INFORMATION PROVIDED:
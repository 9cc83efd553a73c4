//! Unified application error types for Quill.
//!
//! All crates map their internal errors into [`AppError`] for consistent
//! propagation through the ? operator.

use std::fmt;
use thiserror::Error;

/// Top-level error kind categorization used across the entire application.
#[derive(Debug, Clone, Copy, PartialEq, Eq, Hash, serde::Serialize, serde::Deserialize)]
pub enum ErrorKind {
    /// The requested resource was not found.
    NotFound,
    /// Authentication failed (bad credentials). The message is intentionally
    /// generic to prevent account enumeration.
    Authentication,
    /// The caller is authenticated but does not own the resource.
    Authorization,
    /// Input validation failed; all violated rules are reported together.
    Validation,
    /// A conflict occurred (duplicate entry, concurrent modification).
    Conflict,
    /// An internal server error occurred.
    Internal,
    /// A database error occurred.
    Database,
    /// A configuration error occurred.
    Configuration,
}

impl fmt::Display for ErrorKind {
    fn fmt(&self, f: &mut fmt::Formatter<'_>) -> fmt::Result {
        match self {
            Self::NotFound => write!(f, "NOT_FOUND"),
            Self::Authentication => write!(f, "AUTHENTICATION"),
            Self::Authorization => write!(f, "AUTHORIZATION"),
            Self::Validation => write!(f, "VALIDATION"),
            Self::Conflict => write!(f, "CONFLICT"),
            Self::Internal => write!(f, "INTERNAL"),
            Self::Database => write!(f, "DATABASE"),
            Self::Configuration => write!(f, "CONFIGURATION"),
        }
    }
}

/// The unified application error used throughout Quill.
///
/// All crate-specific errors are mapped into `AppError` using `From` impls
/// or explicit `.map_err()` calls. This provides a single error type for
/// the entire application boundary.
#[derive(Debug, Error)]
#[error("{kind}: {message}")]
pub struct AppError {
    /// The category of error.
    pub kind: ErrorKind,
    /// A human-readable error message.
    pub message: String,
    /// Accumulated field-level messages for validation failures.
    pub details: Vec<String>,
    /// Optional underlying cause.
    #[source]
    pub source: Option<Box<dyn std::error::Error + Send + Sync>>,
}

impl AppError {
    /// Create a new application error.
    pub fn new(kind: ErrorKind, message: impl Into<String>) -> Self {
        Self {
            kind,
            message: message.into(),
            details: Vec::new(),
            source: None,
        }
    }

    /// Create a new application error with an underlying cause.
    pub fn with_source(
        kind: ErrorKind,
        message: impl Into<String>,
        source: impl std::error::Error + Send + Sync + 'static,
    ) -> Self {
        Self {
            kind,
            message: message.into(),
            details: Vec::new(),
            source: Some(Box::new(source)),
        }
    }

    /// Create a not-found error.
    pub fn not_found(message: impl Into<String>) -> Self {
        Self::new(ErrorKind::NotFound, message)
    }

    /// Create an authentication error.
    pub fn authentication(message: impl Into<String>) -> Self {
        Self::new(ErrorKind::Authentication, message)
    }

    /// Create an authorization error.
    pub fn authorization(message: impl Into<String>) -> Self {
        Self::new(ErrorKind::Authorization, message)
    }

    /// Create a validation error with a single message.
    pub fn validation(message: impl Into<String>) -> Self {
        let message = message.into();
        Self {
            kind: ErrorKind::Validation,
            details: vec![message.clone()],
            message,
            source: None,
        }
    }

    /// Create a validation error carrying every accumulated violation.
    pub fn validation_messages(details: Vec<String>) -> Self {
        Self {
            kind: ErrorKind::Validation,
            message: details.join("; "),
            details,
            source: None,
        }
    }

    /// Create a conflict error.
    pub fn conflict(message: impl Into<String>) -> Self {
        Self::new(ErrorKind::Conflict, message)
    }

    /// Create an internal error.
    pub fn internal(message: impl Into<String>) -> Self {
        Self::new(ErrorKind::Internal, message)
    }

    /// Create a database error.
    pub fn database(message: impl Into<String>) -> Self {
        Self::new(ErrorKind::Database, message)
    }

    /// Create a configuration error.
    pub fn configuration(message: impl Into<String>) -> Self {
        Self::new(ErrorKind::Configuration, message)
    }
}

impl Clone for AppError {
    fn clone(&self) -> Self {
        Self {
            kind: self.kind,
            message: self.message.clone(),
            details: self.details.clone(),
            source: None,
        }
    }
}

impl From<serde_json::Error> for AppError {
    fn from(err: serde_json::Error) -> Self {
        Self::with_source(
            ErrorKind::Internal,
            format!("JSON serialization error: {err}"),
            err,
        )
    }
}

impl From<config::ConfigError> for AppError {
    fn from(err: config::ConfigError) -> Self {
        Self::with_source(
            ErrorKind::Configuration,
            format!("Configuration error: {err}"),
            err,
        )
    }
}

/// Standard API error response body.
#[derive(Debug, Clone, serde::Serialize, serde::Deserialize)]
pub struct ApiErrorResponse {
    /// Machine-readable error code.
    pub error: String,
    /// Human-readable message.
    pub message: String,
    /// Accumulated field-level messages (validation only).
    #[serde(skip_serializing_if = "Vec::is_empty", default)]
    pub details: Vec<String>,
}

// Lives here rather than in quill-api because the orphan rule requires the
// impl to be in the crate that defines `AppError`.
//
// `Authorization` and `NotFound` collapse to the same 404 body: a caller
// probing someone else's post ids learns nothing about their existence.
impl axum::response::IntoResponse for AppError {
    fn into_response(self) -> axum::response::Response {
        use axum::http::StatusCode;

        let (status, error_code, message) = match &self.kind {
            ErrorKind::Validation => (StatusCode::BAD_REQUEST, "VALIDATION_ERROR", self.message.clone()),
            ErrorKind::Authentication => {
                (StatusCode::UNAUTHORIZED, "UNAUTHORIZED", self.message.clone())
            }
            ErrorKind::Authorization => {
                // Indistinguishable from NotFound on the wire.
                tracing::info!(reason = %self.message, "forbidden request masked as not found");
                (StatusCode::NOT_FOUND, "NOT_FOUND", "Not found".to_string())
            }
            ErrorKind::NotFound => (StatusCode::NOT_FOUND, "NOT_FOUND", "Not found".to_string()),
            ErrorKind::Conflict => (StatusCode::CONFLICT, "CONFLICT", self.message.clone()),
            ErrorKind::Database | ErrorKind::Internal | ErrorKind::Configuration => {
                tracing::error!(error = %self.message, "internal server error");
                (
                    StatusCode::INTERNAL_SERVER_ERROR,
                    "INTERNAL_ERROR",
                    "Internal server error".to_string(),
                )
            }
        };

        let details = match self.kind {
            ErrorKind::Validation => self.details,
            _ => Vec::new(),
        };

        let body = ApiErrorResponse {
            error: error_code.to_string(),
            message,
            details,
        };

        (status, axum::Json(body)).into_response()
    }
}
//! Integration tests for registration, login, and session handling.

mod helpers;

use http::StatusCode;

#[tokio::test]
#[ignore = "requires a running PostgreSQL"]
async fn test_register_success() {
    let app = helpers::TestApp::new().await;

    let response = app
        .request(
            "POST",
            "/api/auth/register",
            Some(serde_json::json!({
                "username": "newuser",
                "password": "password123",
            })),
            None,
        )
        .await;

    assert_eq!(response.status, StatusCode::CREATED);
    assert_eq!(response.body["success"], true);
    assert_eq!(response.body["data"]["user"]["username"], "newuser");
    // The hash never leaves the server.
    assert!(response.body["data"]["user"].get("password_hash").is_none());
    // Registration logs the user in.
    let cookie = response.session_cookie().expect("No session cookie set");
    assert!(cookie.starts_with("OurSUperApp="));
}

#[tokio::test]
#[ignore = "requires a running PostgreSQL"]
async fn test_register_session_cookie_attributes() {
    let app = helpers::TestApp::new().await;

    let response = app
        .request(
            "POST",
            "/api/auth/register",
            Some(serde_json::json!({
                "username": "cookieuser",
                "password": "password123",
            })),
            None,
        )
        .await;

    let raw = response
        .set_cookies
        .iter()
        .find(|c| c.starts_with("OurSUperApp="))
        .expect("No session cookie set");

    assert!(raw.contains("HttpOnly"));
    assert!(raw.contains("SameSite=Strict"));
    assert!(raw.contains("Path=/"));
    assert!(raw.contains("Max-Age=86400"));
}

#[tokio::test]
#[ignore = "requires a running PostgreSQL"]
async fn test_register_short_username() {
    let app = helpers::TestApp::new().await;

    let response = app
        .request(
            "POST",
            "/api/auth/register",
            Some(serde_json::json!({
                "username": "ab",
                "password": "password123",
            })),
            None,
        )
        .await;

    assert_eq!(response.status, StatusCode::BAD_REQUEST);
    let details = response.body["details"]
        .as_array()
        .expect("No details array");
    assert!(
        details
            .iter()
            .any(|d| d.as_str().is_some_and(|s| s.contains("at least 3")))
    );

    // The rejected registration must not have written anything.
    let count: i64 = sqlx::query_scalar("SELECT COUNT(*) FROM users")
        .fetch_one(&app.db_pool)
        .await
        .expect("Failed to count users");
    assert_eq!(count, 0);
}

#[tokio::test]
#[ignore = "requires a running PostgreSQL"]
async fn test_register_reports_all_field_errors_at_once() {
    let app = helpers::TestApp::new().await;

    // Bad username AND bad password: both must be reported in one response.
    let response = app
        .request(
            "POST",
            "/api/auth/register",
            Some(serde_json::json!({
                "username": "ab",
                "password": "short",
            })),
            None,
        )
        .await;

    assert_eq!(response.status, StatusCode::BAD_REQUEST);
    let details = response.body["details"]
        .as_array()
        .expect("No details array");
    assert!(details.len() >= 2, "Expected both field errors: {details:?}");
}

#[tokio::test]
#[ignore = "requires a running PostgreSQL"]
async fn test_register_duplicate_username() {
    let app = helpers::TestApp::new().await;
    app.register("takenuser", "password123").await;

    let response = app
        .request(
            "POST",
            "/api/auth/register",
            Some(serde_json::json!({
                "username": "takenuser",
                "password": "password123",
            })),
            None,
        )
        .await;

    assert_eq!(response.status, StatusCode::BAD_REQUEST);
    let details = response.body["details"]
        .as_array()
        .expect("No details array");
    assert!(
        details
            .iter()
            .any(|d| d.as_str() == Some("Username already taken"))
    );
}

#[tokio::test]
#[ignore = "requires a running PostgreSQL"]
async fn test_concurrent_duplicate_registration() {
    let app = helpers::TestApp::new().await;

    let body = serde_json::json!({
        "username": "raceuser",
        "password": "password123",
    });

    let (first, second) = tokio::join!(
        app.request("POST", "/api/auth/register", Some(body.clone()), None),
        app.request("POST", "/api/auth/register", Some(body.clone()), None),
    );

    let mut statuses = [first.status, second.status];
    statuses.sort();
    // Exactly one insert wins; the loser gets the same validation error a
    // sequential duplicate would.
    assert_eq!(statuses, [StatusCode::CREATED, StatusCode::BAD_REQUEST]);
}

#[tokio::test]
#[ignore = "requires a running PostgreSQL"]
async fn test_login_success() {
    let app = helpers::TestApp::new().await;
    app.register("testuser", "password123").await;

    let response = app
        .request(
            "POST",
            "/api/auth/login",
            Some(serde_json::json!({
                "username": "testuser",
                "password": "password123",
            })),
            None,
        )
        .await;

    assert_eq!(response.status, StatusCode::OK);
    assert_eq!(response.body["data"]["user"]["username"], "testuser");
    assert!(response.session_cookie().is_some());
}

#[tokio::test]
#[ignore = "requires a running PostgreSQL"]
async fn test_login_failures_are_indistinguishable() {
    let app = helpers::TestApp::new().await;
    app.register("realuser", "password123").await;

    let wrong_password = app
        .request(
            "POST",
            "/api/auth/login",
            Some(serde_json::json!({
                "username": "realuser",
                "password": "wrongpassword",
            })),
            None,
        )
        .await;

    let no_such_user = app
        .request(
            "POST",
            "/api/auth/login",
            Some(serde_json::json!({
                "username": "nobody",
                "password": "password123",
            })),
            None,
        )
        .await;

    // Wrong password and unknown username must look identical to the caller.
    assert_eq!(wrong_password.status, StatusCode::UNAUTHORIZED);
    assert_eq!(no_such_user.status, StatusCode::UNAUTHORIZED);
    assert_eq!(wrong_password.body, no_such_user.body);
    assert_eq!(
        wrong_password.body["message"],
        "Invalid username / password provided"
    );
}

#[tokio::test]
#[ignore = "requires a running PostgreSQL"]
async fn test_me_authenticated() {
    let app = helpers::TestApp::new().await;
    let cookie = app.register("meuser", "password123").await;

    let response = app
        .request("GET", "/api/auth/me", None, Some(&cookie))
        .await;

    assert_eq!(response.status, StatusCode::OK);
    assert_eq!(response.body["data"]["username"], "meuser");
}

#[tokio::test]
#[ignore = "requires a running PostgreSQL"]
async fn test_me_unauthenticated() {
    let app = helpers::TestApp::new().await;

    let response = app.request("GET", "/api/auth/me", None, None).await;

    assert_eq!(response.status, StatusCode::UNAUTHORIZED);
}

#[tokio::test]
#[ignore = "requires a running PostgreSQL"]
async fn test_me_tampered_cookie() {
    let app = helpers::TestApp::new().await;
    let cookie = app.register("tampuser", "password123").await;

    // Flip the last character of the token.
    let mut tampered = cookie.clone();
    let last = tampered.pop().expect("Empty cookie");
    tampered.push(if last == 'A' { 'B' } else { 'A' });

    let response = app
        .request("GET", "/api/auth/me", None, Some(&tampered))
        .await;

    assert_eq!(response.status, StatusCode::UNAUTHORIZED);
}

#[tokio::test]
#[ignore = "requires a running PostgreSQL"]
async fn test_logout_clears_cookie() {
    let app = helpers::TestApp::new().await;
    let cookie = app.register("logoutuser", "password123").await;

    let response = app
        .request("POST", "/api/auth/logout", None, Some(&cookie))
        .await;

    assert_eq!(response.status, StatusCode::OK);

    let removal = response
        .set_cookies
        .iter()
        .find(|c| c.starts_with("OurSUperApp="))
        .expect("No removal cookie set");
    assert!(removal.contains("Max-Age=0"));
}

EXERCISE OBJECTIVE: What lines above hold the word "ApiErrorResponse"? Pull each one out.

RESPONSE AREA:
pub struct ApiErrorResponse {
        let body = ApiErrorResponse {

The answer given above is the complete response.